For this roundup of Berry-Go-Round, we cast our spot-light on a shadowy corner of botanical curios that challenge our olfactory and aesthetic senses (and oftentimes, both) and test the limit of our love of plants.
After many months of snowy winter in the Northern hemisphere, one of the first Spring blooms Tracey encountered in the swamps was non other than the dark and brooding
skunk cabbage. Aaahh .... the smell of Spring. Over at the Pacific Coast Dana caught sight of its more cheerful but
equally odoriferous cousin. One thing about the Aroid family is that there's no shortage of smelly ugly plants, and the biggest of them all is a 2 metre tall foul spouting chimney -
Amorphophallus titanum - go see for yourself. Right over at Carnosa, Boon Leng has some collections of Amorphophalluses in the wild -
A. prainii is a particularly
stinky one. I have been a fan of these aroids for a while and sometime back, 4 species rewarded me with
blooms all at once. Admittedly, no mother will say her child is ugly, likewise a gardener, his plants.
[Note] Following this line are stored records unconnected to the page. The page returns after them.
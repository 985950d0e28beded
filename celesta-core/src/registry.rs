//! Per-tone arbitration records.

use celesta_types::{SourceSet, ToneId, TONE_RANGE};

/// Arbitration state of a single tone.
///
/// The four variants are the only legal combinations of the underlying
/// facts (claim set, deferred release, sustain), so transitions that would
/// produce an inconsistent record cannot be expressed.
#[derive(Debug, Clone, Copy, PartialEq, Eq, Default)]
pub enum ToneState {
    /// Silent and unclaimed.
    #[default]
    Idle,
    /// Claimed by at least one source.
    Held {
        sources: SourceSet,
        /// The pedal was engaged while the tone was held; releasing the
        /// last source will hand the tone to the pedal instead of
        /// silencing it.
        sustain_armed: bool,
    },
    /// The claim set just became empty; the actual turn-off is deferred to
    /// the scheduler's flush so a rapid re-claim never flickers.
    PendingRelease {
        /// Audible flag of the release that emptied the claim set; gates
        /// the eventual sound-off call.
        audible: bool,
        /// One-tick grace flag: the first flush after the release only
        /// clears this and takes no other action.
        armed: bool,
        /// Carries pedal pre-arming across a cancel/re-claim.
        sustain_armed: bool,
    },
    /// Unclaimed but still sounding because the pedal holds it.
    Sustained,
}

impl ToneState {
    /// The only externally observable projection: is the tone presently
    /// sounding / visually lit?
    pub fn is_audible(self) -> bool {
        !matches!(self, ToneState::Idle)
    }

    /// Sources currently claiming the tone.
    pub fn sources(self) -> SourceSet {
        match self {
            ToneState::Held { sources, .. } => sources,
            _ => SourceSet::EMPTY,
        }
    }
}

/// Arena of per-tone records covering the whole tone space, addressed by
/// [`ToneId`]. Indexing cannot fail: the id type is bounded by the arena
/// size.
#[derive(Debug)]
pub struct ToneRegistry {
    states: Vec<ToneState>,
}

impl ToneRegistry {
    pub fn new() -> Self {
        Self {
            states: vec![ToneState::Idle; TONE_RANGE],
        }
    }

    pub fn get(&self, tone: ToneId) -> ToneState {
        self.states[tone.index()]
    }

    pub fn set(&mut self, tone: ToneId, state: ToneState) {
        self.states[tone.index()] = state;
    }

    /// Discard every record, returning all tones to [`ToneState::Idle`].
    pub fn reset(&mut self) {
        self.states.fill(ToneState::Idle);
    }

    /// All tone ids in index order. Flush and sweep passes iterate in this
    /// order so per-tone processing is deterministic.
    pub fn tones() -> impl Iterator<Item = ToneId> {
        (0..TONE_RANGE).map(|i| ToneId::new(i as u8))
    }
}

impl Default for ToneRegistry {
    fn default() -> Self {
        Self::new()
    }
}
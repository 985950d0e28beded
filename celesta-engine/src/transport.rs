//! Transport boundary: the external player that owns the performance clock.

use std::sync::atomic::{AtomicBool, AtomicU64, Ordering};
use std::sync::Arc;

/// The moving position over a loaded performance. Implementations must be
/// cheap to poll; the engine reads them once per tick.
pub trait Transport: Send {
    /// Current position in performance ticks, monotonically advancing
    /// while running.
    fn position(&self) -> u64;
    fn is_running(&self) -> bool;
}

/// A transport driven by the host: a shared tick counter and running flag.
/// Cloning yields another handle onto the same clock.
#[derive(Debug, Clone, Default)]
pub struct ManualTransport {
    inner: Arc<TransportState>,
}

#[derive(Debug, Default)]
struct TransportState {
    tick: AtomicU64,
    running: AtomicBool,
}

impl ManualTransport {
    pub fn new() -> Self {
        Self::default()
    }

    pub fn set_position(&self, tick: u64) {
        self.inner.tick.store(tick, Ordering::Relaxed);
    }

    pub fn advance(&self, ticks: u64) {
        self.inner.tick.fetch_add(ticks, Ordering::Relaxed);
    }

    pub fn set_running(&self, running: bool) {
        self.inner.running.store(running, Ordering::Relaxed);
    }
}

impl Transport for ManualTransport {
    fn position(&self) -> u64 {
        self.inner.tick.load(Ordering::Relaxed)
    }

    fn is_running(&self) -> bool {
        self.inner.running.load(Ordering::Relaxed)
    }
}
But has your child ever mimic a corpse with a hairy tail ? Well, Real Monstrosities featured a
dead horse arum that smelled like one too.
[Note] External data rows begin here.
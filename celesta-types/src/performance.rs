//! Decoded multi-track performance data.
//!
//! A performance arrives already decoded into per-track, time-ordered event
//! sequences; file parsing happens upstream. Each track's events must be
//! sorted ascending by tick; that is a precondition of the playback
//! cursors, not something this crate enforces.

use serde::{Deserialize, Serialize};

use crate::ToneId;

/// One event inside a performance track.
#[derive(Debug, Clone, Copy, PartialEq, Eq, Serialize, Deserialize)]
pub enum TrackEvent {
    /// Start sounding a tone. A velocity of zero is the conventional
    /// encoding of a note-off and is treated as one.
    NoteOn { tone: ToneId, velocity: u8 },
    NoteOff { tone: ToneId },
    /// Sustain-pedal control change.
    Sustain(bool),
}

/// A [`TrackEvent`] stamped with its transport tick.
#[derive(Debug, Clone, Copy, PartialEq, Eq, Serialize, Deserialize)]
pub struct TimedEvent {
    pub tick: u64,
    pub event: TrackEvent,
}

impl TimedEvent {
    pub fn new(tick: u64, event: TrackEvent) -> Self {
        Self { tick, event }
    }
}

#[derive(Debug, Clone, Default, PartialEq, Eq, Serialize, Deserialize)]
pub struct PerformanceTrack {
    pub events: Vec<TimedEvent>,
}

impl PerformanceTrack {
    pub fn new(events: Vec<TimedEvent>) -> Self {
        Self { events }
    }
}

/// A loaded multi-track performance.
#[derive(Debug, Clone, Default, PartialEq, Eq, Serialize, Deserialize)]
pub struct Performance {
    pub tracks: Vec<PerformanceTrack>,
}

impl Performance {
    pub fn new(tracks: Vec<PerformanceTrack>) -> Self {
        Self { tracks }
    }

    pub fn track_count(&self) -> usize {
        self.tracks.len()
    }

    pub fn event_count(&self) -> usize {
        self.tracks.iter().map(|t| t.events.len()).sum()
    }
}
//! # celesta-types
//!
//! Shared type definitions for the Celesta virtual-keyboard engine.
//! This crate contains pure data used across celesta-core and celesta-engine:
//! tone identifiers, claim sources, validated key layouts, decoded
//! performance event sequences, and engine feedback messages.

pub mod feedback;
pub mod layout;
pub mod performance;

pub use feedback::EngineFeedback;
pub use layout::{InvalidLayout, KeyLayout, Tier};
pub use performance::{Performance, PerformanceTrack, TimedEvent, TrackEvent};

/// Number of addressable tones. The tone space is fixed; the visible
/// keyboard is a configurable window into it.
pub const TONE_RANGE: usize = 256;

/// Default transpose offset applied to keyboard-sourced note requests,
/// in semitones above the keymap's base tones.
pub const DEFAULT_TRANSPOSE: i32 = 36;

/// An addressable playable pitch. The `u8` representation keeps every
/// value inside the tone space, so range checks only happen at the edges
/// where wider arithmetic (transpose, key offsets) produces candidates.
#[derive(
    Debug, Clone, Copy, PartialEq, Eq, PartialOrd, Ord, Hash, serde::Serialize, serde::Deserialize,
)]
#[serde(transparent)]
pub struct ToneId(u8);

impl ToneId {
    pub fn new(index: u8) -> Self {
        Self(index)
    }

    /// Bounds-checked construction from wider arithmetic. `None` means the
    /// candidate falls outside the tone space and the operation that
    /// produced it should be dropped.
    pub fn from_i32(index: i32) -> Option<Self> {
        u8::try_from(index).ok().map(Self)
    }

    pub fn get(self) -> u8 {
        self.0
    }

    /// Index into a per-tone arena.
    pub fn index(self) -> usize {
        self.0 as usize
    }
}

impl std::fmt::Display for ToneId {
    fn fmt(&self, f: &mut std::fmt::Formatter<'_>) -> std::fmt::Result {
        write!(f, "{}", self.0)
    }
}

/// The origin of a claim/release request.
#[derive(Debug, Clone, Copy, PartialEq, Eq, Hash, serde::Serialize, serde::Deserialize)]
pub enum Source {
    Pointer,
    Keyboard,
    Playback,
}

impl Source {
    const fn bit(self) -> u8 {
        match self {
            Source::Pointer => 1,
            Source::Keyboard => 1 << 1,
            Source::Playback => 1 << 2,
        }
    }
}

impl std::fmt::Display for Source {
    fn fmt(&self, f: &mut std::fmt::Formatter<'_>) -> std::fmt::Result {
        let name = match self {
            Source::Pointer => "pointer",
            Source::Keyboard => "keyboard",
            Source::Playback => "playback",
        };
        write!(f, "{}", name)
    }
}

/// A set of claim sources. At most three members, so a plain byte suffices.
#[derive(
    Debug, Clone, Copy, PartialEq, Eq, Default, serde::Serialize, serde::Deserialize,
)]
#[serde(transparent)]
pub struct SourceSet(u8);

impl SourceSet {
    pub const EMPTY: SourceSet = SourceSet(0);
    pub const ALL: SourceSet = SourceSet::of(Source::Pointer)
        .with(Source::Keyboard)
        .with(Source::Playback);
    /// The two live-input sources (everything except playback).
    pub const LIVE: SourceSet = SourceSet::of(Source::Pointer).with(Source::Keyboard);

    pub const fn of(source: Source) -> SourceSet {
        SourceSet(source.bit())
    }

    pub const fn with(self, source: Source) -> SourceSet {
        SourceSet(self.0 | source.bit())
    }

    pub fn contains(self, source: Source) -> bool {
        self.0 & source.bit() != 0
    }

    pub fn insert(&mut self, source: Source) {
        self.0 |= source.bit();
    }

    pub fn remove(&mut self, source: Source) {
        self.0 &= !source.bit();
    }

    pub fn is_empty(self) -> bool {
        self.0 == 0
    }

    pub fn intersects(self, other: SourceSet) -> bool {
        self.0 & other.0 != 0
    }

    /// Members in declaration order.
    pub fn iter(self) -> impl Iterator<Item = Source> {
        [Source::Pointer, Source::Keyboard, Source::Playback]
            .into_iter()
            .filter(move |s| self.contains(*s))
    }
}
Out in the desert, Fireflyforest had a all-too-close encounter with the aptly named
stink gourd and came back wishing they had bought deodorant. More ungainly than ugly, I cannot stop grinning at this unorthodox
Saguaro specimen. At the other side of the world, somewhere in Nambib Desert to be precise,
Tarmo RTW has wonderful pictures of the ancient
Welwitschia mirabilis that sometimes had one wondering if its still alive - or had been alive. At the garden of
PATSP, another xerophyte,
Stapelia gigantea, unleashed its bristly bloom that smelled of dog faeces ....
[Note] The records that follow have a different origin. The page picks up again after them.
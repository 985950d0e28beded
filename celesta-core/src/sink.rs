//! Collaborator seams for the audio output and the visual surfaces.
//!
//! The arbiter never talks to a device or a widget directly; it emits
//! effects through these traits. Hosts plug in real collaborators; the
//! null implementations keep the engine running in silent or headless
//! mode when a collaborator is unavailable.

use celesta_types::ToneId;

/// External audio collaborator.
pub trait SoundSink: Send {
    fn note_on(&mut self, tone: ToneId, velocity: u8);
    fn note_off(&mut self, tone: ToneId);
}

/// External visual collaborators: the key-highlight surface and the
/// separate visualizer.
pub trait VisualSink: Send {
    /// Highlight state of the on-screen key.
    fn key_pressed(&mut self, tone: ToneId, pressed: bool);
    fn note_on(&mut self, tone: ToneId);
    fn note_off(&mut self, tone: ToneId);
}

/// No-op audio sink; the engine degrades to visual-only mode.
#[derive(Debug, Default)]
pub struct NullSound;

impl SoundSink for NullSound {
    fn note_on(&mut self, _tone: ToneId, _velocity: u8) {}
    fn note_off(&mut self, _tone: ToneId) {}
}

/// No-op visual sink.
#[derive(Debug, Default)]
pub struct NullVisual;

impl VisualSink for NullVisual {
    fn key_pressed(&mut self, _tone: ToneId, _pressed: bool) {}
    fn note_on(&mut self, _tone: ToneId) {}
    fn note_off(&mut self, _tone: ToneId) {}
}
Vines....how bad can they get ? Well I can assure you
Aristolochia gigantea is a real shocker and its smaller cousin
Pararistolochia promissa reeks of really bad seafood. Orchids too ? Yes - in fact this family is so diverse that its unsurprising some of them can be unconventional due to their extreme adaptations. Take the Bulbophyllums for example, this is a genus of many carrion-fly pollinated flowers and so they have to smell and look like the flies favourite haunt - rotting fruits or carcasses. Zul's Orchid craze featured one of these -
Bulbophyllum graveolens, and PBG Blog showcased the giant
Bulbophyllum beccarii from Borneo- from the smell, you would have thought somebody had died there. And what about the totally weird looking saprophytic orchid
Galeola , with its sausage-like pods and the fantastic underground orchid -
Rhizanthella gardneri ? Yes, I just said an underground orchid, though I am as baffled as you especially after
looking at the closeups.
And finally, let's look at some parasitic plants - this is where the experiments run wild on stolen rations. First off,
Hydnora - from
Real Monstrosities excellent photos I thought I was staring at an alien rupture. And from Jungle Mike's incredible adventures, the bizarre
Rafflesia and its hair-raisingly ugly cousin
Rhizanthes lowii.
Well, that sums it up for now - I fear some readers may have reached their threshold for smelly ugly things.
Cheers.
4 comments:
Not all plants are beautiful with a sweet scent. The ones you posted might be the ugly sisters, but in my view they are stunning in an odd wonderful way.I grew ones a Stapelia, very big, dark red Tulip like blooms, it smelled badly. In the rainy season we get many odd looking fungi. They ooze something dark brown looking like faeces. Also very smelly.
Trudi,
thanks for dropping by - its always nice to hear from you.
Very nice roundup, Hort Log! Thanks for a most intriguing edition of BGR.
I have also been browsing all your Hoya posts-- that genus is a favorite of mine, but of course our options in growing them are limited here in US. Thanks for showing us some of the diversity!
Hi NN, thanks for dropping by.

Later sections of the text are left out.